Read through the listing below and return only the lines containing "owner".

□ □ □ □ □

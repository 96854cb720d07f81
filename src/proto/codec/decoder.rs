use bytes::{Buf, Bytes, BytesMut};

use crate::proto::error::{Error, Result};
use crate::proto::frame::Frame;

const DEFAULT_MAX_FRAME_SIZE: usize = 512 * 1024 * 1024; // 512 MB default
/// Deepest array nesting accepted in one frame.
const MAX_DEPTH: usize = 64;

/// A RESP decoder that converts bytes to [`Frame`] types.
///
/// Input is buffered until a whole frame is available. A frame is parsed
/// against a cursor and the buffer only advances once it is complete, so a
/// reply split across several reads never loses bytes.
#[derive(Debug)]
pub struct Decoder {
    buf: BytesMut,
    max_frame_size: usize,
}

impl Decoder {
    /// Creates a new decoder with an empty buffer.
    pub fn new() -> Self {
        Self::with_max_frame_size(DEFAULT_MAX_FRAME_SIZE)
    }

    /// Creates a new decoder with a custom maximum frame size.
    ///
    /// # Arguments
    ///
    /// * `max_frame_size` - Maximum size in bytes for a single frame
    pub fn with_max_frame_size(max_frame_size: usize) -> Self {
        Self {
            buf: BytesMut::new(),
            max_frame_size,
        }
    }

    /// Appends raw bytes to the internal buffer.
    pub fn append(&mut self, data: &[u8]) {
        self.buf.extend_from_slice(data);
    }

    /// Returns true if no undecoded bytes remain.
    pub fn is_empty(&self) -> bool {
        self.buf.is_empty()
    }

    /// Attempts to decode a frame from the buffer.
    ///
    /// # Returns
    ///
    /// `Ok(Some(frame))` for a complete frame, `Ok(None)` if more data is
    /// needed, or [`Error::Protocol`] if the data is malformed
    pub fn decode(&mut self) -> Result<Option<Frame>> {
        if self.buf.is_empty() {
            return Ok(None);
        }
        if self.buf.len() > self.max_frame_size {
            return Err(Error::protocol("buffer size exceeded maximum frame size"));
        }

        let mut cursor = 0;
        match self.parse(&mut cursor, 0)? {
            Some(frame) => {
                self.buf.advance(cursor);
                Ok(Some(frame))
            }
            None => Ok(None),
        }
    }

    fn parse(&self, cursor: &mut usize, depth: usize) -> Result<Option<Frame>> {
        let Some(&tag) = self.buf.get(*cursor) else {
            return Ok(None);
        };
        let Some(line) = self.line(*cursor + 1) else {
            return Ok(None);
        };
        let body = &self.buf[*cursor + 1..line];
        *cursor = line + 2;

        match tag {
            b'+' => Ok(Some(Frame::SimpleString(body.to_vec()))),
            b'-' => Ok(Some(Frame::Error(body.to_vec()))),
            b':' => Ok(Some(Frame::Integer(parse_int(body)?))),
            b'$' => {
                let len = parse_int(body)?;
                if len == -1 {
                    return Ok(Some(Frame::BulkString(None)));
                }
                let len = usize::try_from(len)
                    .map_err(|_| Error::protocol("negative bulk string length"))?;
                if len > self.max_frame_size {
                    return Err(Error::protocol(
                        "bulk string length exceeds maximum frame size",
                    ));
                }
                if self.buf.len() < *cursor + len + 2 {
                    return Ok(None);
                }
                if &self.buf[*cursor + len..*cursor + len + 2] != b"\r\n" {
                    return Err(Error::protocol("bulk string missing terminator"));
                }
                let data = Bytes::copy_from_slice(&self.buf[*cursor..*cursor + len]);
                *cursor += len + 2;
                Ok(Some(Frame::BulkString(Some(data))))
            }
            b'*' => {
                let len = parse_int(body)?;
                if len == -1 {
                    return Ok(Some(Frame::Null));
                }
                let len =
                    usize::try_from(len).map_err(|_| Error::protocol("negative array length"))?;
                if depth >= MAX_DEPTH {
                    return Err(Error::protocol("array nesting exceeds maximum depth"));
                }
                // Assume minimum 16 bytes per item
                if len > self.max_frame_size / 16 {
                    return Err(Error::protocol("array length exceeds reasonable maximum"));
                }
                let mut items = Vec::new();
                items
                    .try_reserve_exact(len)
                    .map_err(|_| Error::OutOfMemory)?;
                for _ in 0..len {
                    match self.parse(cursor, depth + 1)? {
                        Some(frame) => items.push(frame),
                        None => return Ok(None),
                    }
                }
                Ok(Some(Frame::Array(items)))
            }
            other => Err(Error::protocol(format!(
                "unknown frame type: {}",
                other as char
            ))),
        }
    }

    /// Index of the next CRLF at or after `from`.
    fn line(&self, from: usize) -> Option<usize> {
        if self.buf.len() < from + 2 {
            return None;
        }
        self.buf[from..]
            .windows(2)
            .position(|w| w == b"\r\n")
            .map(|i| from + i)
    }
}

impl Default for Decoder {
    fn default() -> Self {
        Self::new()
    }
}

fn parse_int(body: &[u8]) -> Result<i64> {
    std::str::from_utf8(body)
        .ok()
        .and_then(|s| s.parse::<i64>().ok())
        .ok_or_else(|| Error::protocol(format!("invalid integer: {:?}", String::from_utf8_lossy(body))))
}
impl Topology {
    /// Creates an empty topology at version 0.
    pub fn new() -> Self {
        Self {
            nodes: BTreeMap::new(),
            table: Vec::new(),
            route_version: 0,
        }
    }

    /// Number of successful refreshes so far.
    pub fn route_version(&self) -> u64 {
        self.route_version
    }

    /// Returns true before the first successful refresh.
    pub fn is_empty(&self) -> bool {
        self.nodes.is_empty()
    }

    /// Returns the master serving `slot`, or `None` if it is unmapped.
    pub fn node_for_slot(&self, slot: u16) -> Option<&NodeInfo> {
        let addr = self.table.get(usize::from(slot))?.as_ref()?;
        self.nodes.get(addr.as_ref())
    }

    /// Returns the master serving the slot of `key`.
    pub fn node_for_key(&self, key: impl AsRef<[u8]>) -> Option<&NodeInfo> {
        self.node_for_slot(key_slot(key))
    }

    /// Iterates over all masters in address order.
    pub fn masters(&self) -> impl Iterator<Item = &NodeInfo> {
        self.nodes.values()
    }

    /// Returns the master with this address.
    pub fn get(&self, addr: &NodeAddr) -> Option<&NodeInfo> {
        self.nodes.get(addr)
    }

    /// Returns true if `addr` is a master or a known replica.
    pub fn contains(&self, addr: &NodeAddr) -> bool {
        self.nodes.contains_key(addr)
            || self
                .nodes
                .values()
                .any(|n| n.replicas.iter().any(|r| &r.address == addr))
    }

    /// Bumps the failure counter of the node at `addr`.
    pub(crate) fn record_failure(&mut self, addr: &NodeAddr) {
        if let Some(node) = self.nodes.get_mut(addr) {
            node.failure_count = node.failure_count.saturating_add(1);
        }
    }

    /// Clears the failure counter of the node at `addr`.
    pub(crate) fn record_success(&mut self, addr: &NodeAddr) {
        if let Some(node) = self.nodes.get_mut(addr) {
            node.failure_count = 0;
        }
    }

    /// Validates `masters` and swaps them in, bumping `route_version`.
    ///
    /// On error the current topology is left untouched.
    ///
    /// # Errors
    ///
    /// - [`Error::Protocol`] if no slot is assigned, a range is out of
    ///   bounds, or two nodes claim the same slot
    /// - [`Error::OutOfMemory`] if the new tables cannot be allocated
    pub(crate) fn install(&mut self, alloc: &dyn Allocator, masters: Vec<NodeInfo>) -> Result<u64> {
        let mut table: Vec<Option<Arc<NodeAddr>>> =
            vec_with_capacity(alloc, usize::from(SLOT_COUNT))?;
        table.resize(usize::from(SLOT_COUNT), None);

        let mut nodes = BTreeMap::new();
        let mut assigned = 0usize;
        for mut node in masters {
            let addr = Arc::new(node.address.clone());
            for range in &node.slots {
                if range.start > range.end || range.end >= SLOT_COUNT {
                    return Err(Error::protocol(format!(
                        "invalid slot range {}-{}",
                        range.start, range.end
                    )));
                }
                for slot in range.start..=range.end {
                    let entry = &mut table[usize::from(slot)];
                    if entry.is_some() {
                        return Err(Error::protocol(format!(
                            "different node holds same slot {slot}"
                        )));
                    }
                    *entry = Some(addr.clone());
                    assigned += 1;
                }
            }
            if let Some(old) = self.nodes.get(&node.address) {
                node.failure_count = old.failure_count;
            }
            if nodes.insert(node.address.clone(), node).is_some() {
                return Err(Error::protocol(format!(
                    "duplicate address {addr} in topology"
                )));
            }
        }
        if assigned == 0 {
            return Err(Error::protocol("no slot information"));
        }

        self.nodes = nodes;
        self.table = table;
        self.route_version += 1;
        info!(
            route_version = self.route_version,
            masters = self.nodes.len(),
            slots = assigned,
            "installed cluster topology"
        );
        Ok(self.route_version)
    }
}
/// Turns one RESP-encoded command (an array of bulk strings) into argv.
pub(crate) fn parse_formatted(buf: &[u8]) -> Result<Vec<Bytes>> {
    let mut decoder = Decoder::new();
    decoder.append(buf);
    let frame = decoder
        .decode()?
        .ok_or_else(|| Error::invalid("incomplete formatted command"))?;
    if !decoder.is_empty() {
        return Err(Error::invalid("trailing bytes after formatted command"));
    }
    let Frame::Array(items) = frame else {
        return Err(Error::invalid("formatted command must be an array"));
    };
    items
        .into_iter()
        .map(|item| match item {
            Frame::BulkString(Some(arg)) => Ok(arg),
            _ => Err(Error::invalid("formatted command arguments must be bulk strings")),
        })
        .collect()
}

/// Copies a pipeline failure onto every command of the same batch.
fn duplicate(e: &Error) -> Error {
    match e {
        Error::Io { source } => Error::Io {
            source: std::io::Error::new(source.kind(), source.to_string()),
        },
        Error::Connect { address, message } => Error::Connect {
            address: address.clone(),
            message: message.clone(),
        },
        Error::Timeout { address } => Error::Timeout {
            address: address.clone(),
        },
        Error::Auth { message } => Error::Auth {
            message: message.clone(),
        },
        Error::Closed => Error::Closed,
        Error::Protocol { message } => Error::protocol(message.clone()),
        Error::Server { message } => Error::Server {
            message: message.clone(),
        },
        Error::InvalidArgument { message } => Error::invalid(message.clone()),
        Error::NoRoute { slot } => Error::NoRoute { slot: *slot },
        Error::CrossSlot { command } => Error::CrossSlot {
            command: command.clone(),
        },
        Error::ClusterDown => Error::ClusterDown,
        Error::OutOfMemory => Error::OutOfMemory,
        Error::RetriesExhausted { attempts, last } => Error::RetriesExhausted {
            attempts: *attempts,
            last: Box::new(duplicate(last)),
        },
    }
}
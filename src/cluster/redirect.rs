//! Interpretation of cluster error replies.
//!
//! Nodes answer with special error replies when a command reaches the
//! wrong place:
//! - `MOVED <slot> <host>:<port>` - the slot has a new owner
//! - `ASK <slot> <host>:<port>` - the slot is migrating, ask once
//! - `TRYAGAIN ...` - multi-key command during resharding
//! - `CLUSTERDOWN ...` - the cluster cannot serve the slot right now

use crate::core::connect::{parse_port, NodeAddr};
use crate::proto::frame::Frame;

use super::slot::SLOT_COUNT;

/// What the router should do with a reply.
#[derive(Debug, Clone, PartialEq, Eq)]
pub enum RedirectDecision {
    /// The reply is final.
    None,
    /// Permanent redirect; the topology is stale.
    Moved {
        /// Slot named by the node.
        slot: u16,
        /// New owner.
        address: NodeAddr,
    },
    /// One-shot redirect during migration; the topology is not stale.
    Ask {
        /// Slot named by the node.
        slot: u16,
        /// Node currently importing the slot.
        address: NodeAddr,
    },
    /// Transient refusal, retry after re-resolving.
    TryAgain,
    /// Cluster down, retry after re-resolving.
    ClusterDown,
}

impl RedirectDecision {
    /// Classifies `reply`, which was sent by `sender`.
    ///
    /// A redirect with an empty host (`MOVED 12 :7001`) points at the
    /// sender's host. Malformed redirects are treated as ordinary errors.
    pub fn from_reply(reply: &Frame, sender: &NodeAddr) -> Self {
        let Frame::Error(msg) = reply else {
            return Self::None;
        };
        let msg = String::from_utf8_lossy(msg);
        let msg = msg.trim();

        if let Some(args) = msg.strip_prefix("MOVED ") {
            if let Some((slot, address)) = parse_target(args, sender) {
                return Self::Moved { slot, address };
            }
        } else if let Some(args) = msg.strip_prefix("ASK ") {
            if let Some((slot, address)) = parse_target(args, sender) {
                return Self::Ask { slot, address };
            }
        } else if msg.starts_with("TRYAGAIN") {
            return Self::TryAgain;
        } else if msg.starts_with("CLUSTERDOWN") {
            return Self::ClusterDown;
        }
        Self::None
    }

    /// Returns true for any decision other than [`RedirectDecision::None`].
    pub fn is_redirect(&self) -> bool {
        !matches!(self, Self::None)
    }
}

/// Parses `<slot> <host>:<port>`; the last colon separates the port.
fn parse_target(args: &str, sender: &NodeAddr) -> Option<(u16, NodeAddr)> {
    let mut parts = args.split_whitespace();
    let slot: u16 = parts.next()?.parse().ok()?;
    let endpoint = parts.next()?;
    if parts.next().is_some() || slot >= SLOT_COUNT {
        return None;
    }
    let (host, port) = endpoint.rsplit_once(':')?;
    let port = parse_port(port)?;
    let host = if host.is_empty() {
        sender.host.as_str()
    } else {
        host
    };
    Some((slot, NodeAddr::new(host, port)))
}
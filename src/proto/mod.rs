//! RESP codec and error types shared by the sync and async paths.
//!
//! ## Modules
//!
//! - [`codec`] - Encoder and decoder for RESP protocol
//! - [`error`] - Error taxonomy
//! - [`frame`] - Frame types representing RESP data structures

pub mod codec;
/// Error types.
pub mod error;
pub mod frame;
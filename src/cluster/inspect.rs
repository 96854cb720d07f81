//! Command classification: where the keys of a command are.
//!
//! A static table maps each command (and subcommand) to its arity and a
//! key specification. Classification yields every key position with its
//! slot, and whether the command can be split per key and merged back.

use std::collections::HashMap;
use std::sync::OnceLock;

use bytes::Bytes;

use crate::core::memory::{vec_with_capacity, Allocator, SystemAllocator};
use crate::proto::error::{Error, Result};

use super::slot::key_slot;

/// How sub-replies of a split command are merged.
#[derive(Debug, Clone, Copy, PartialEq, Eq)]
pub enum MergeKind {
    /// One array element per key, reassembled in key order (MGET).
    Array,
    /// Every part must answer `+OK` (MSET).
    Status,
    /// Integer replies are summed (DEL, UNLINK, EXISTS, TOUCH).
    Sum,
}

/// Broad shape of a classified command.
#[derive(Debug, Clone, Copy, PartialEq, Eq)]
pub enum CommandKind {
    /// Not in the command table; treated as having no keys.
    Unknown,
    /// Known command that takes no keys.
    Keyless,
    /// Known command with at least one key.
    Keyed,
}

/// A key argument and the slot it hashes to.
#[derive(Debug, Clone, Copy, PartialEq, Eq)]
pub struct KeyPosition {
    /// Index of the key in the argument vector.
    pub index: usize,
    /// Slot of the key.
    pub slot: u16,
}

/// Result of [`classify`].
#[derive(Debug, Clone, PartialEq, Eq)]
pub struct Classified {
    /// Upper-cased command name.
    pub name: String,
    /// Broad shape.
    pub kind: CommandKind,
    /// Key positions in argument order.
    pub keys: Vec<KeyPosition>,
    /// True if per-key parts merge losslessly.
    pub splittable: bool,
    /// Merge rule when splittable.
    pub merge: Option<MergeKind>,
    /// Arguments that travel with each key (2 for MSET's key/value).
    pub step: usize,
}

□ □ □ □ □

> [Solution to this task]:
//! - `MOVED <slot> <host>:<port>` - the slot has a new owner
        /// New owner.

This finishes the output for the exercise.